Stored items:
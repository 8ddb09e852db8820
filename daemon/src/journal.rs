//! Native payouts recorded to an append-only JSON lines journal.
//!
//! A withdrawal never writes the journal directly. The ledger releases into
//! an [`OutboxBank`]; the daemon saves the debited ledger together with the
//! queued payouts, and only then appends them here.

use std::collections::HashSet;
use std::fs::OpenOptions;
use std::io::Write;
use std::path::PathBuf;
use std::sync::{Mutex, PoisonError};

use serde::{Deserialize, Serialize};
use thiserror::Error;
use tracing::{info, warn};
use weth_ledger::{BankError, NativeBank};
use weth_types::{Address, WethAmount};

use crate::state::Payout;

#[derive(Debug, Error)]
pub enum JournalError {
    #[error("payout journal {}: {source}", path.display())]
    Io {
        path: PathBuf,
        source: std::io::Error,
    },

    #[error("payout journal entry could not be encoded: {0}")]
    Encode(#[from] serde_json::Error),
}

#[derive(Serialize, Deserialize)]
struct JournalLine {
    id: u64,
    to: String,
    amount: String,
}

/// The append-only record of native payouts.
pub struct PayoutJournal {
    path: PathBuf,
}

impl PayoutJournal {
    pub fn new(path: impl Into<PathBuf>) -> Self {
        Self { path: path.into() }
    }

    fn io_err(&self, source: std::io::Error) -> JournalError {
        JournalError::Io {
            path: self.path.clone(),
            source,
        }
    }

    fn contents(&self) -> Result<String, JournalError> {
        match std::fs::read_to_string(&self.path) {
            Ok(content) => Ok(content),
            Err(e) if e.kind() == std::io::ErrorKind::NotFound => Ok(String::new()),
            Err(e) => Err(self.io_err(e)),
        }
    }

    /// Ids of the payouts already in the journal.
    pub fn recorded_ids(&self) -> Result<HashSet<u64>, JournalError> {
        Ok(Self::parse_ids(&self.contents()?))
    }

    fn parse_ids(content: &str) -> HashSet<u64> {
        let mut ids = HashSet::new();
        for (n, line) in content.lines().enumerate() {
            match serde_json::from_str::<JournalLine>(line) {
                Ok(entry) => {
                    ids.insert(entry.id);
                }
                Err(e) => warn!(line = n + 1, error = %e, "skipping unreadable journal line"),
            }
        }
        ids
    }

    /// Append the payouts the journal does not hold yet. Returns how many
    /// lines were written.
    pub fn append(&self, payouts: &[Payout]) -> Result<usize, JournalError> {
        if payouts.is_empty() {
            return Ok(0);
        }
        let content = self.contents()?;
        let recorded = Self::parse_ids(&content);

        let mut buf = String::new();
        // Start on a fresh line after an interrupted write.
        if !content.is_empty() && !content.ends_with('\n') {
            buf.push('\n');
        }
        let mut written = 0;
        for payout in payouts.iter().filter(|p| !recorded.contains(&p.id)) {
            let line = JournalLine {
                id: payout.id,
                to: payout.to.to_string(),
                amount: payout.amount.raw().to_string(),
            };
            buf.push_str(&serde_json::to_string(&line)?);
            buf.push('\n');
            written += 1;
        }
        if written == 0 {
            return Ok(0);
        }

        let mut file = OpenOptions::new()
            .create(true)
            .append(true)
            .open(&self.path)
            .map_err(|e| self.io_err(e))?;
        file.write_all(buf.as_bytes()).map_err(|e| self.io_err(e))?;
        file.sync_data().map_err(|e| self.io_err(e))?;
        info!(path = %self.path.display(), written, "native payouts journaled");
        Ok(written)
    }
}

/// A [`NativeBank`] that holds releases in memory until the debit that
/// funds them has been saved.
#[derive(Default)]
pub struct OutboxBank {
    released: Mutex<Vec<(Address, WethAmount)>>,
}

impl OutboxBank {
    /// Drain the releases made since the last call.
    pub fn take(&self) -> Vec<(Address, WethAmount)> {
        let mut released = self.released.lock().unwrap_or_else(PoisonError::into_inner);
        std::mem::take(&mut *released)
    }
}

impl NativeBank for OutboxBank {
    fn release(&self, to: &Address, amount: WethAmount) -> Result<(), BankError> {
        self.released
            .lock()
            .unwrap_or_else(PoisonError::into_inner)
            .push((*to, amount));
        Ok(())
    }
}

- _Exercise instructions_: Identify the lines in the entries that hold "written" and return each one.

- _Answer section_:
    /// lines were written.
        let mut written = 0;
            written += 1;
        if written == 0 {
        info!(path = %self.path.display(), written, "native payouts journaled");
        Ok(written)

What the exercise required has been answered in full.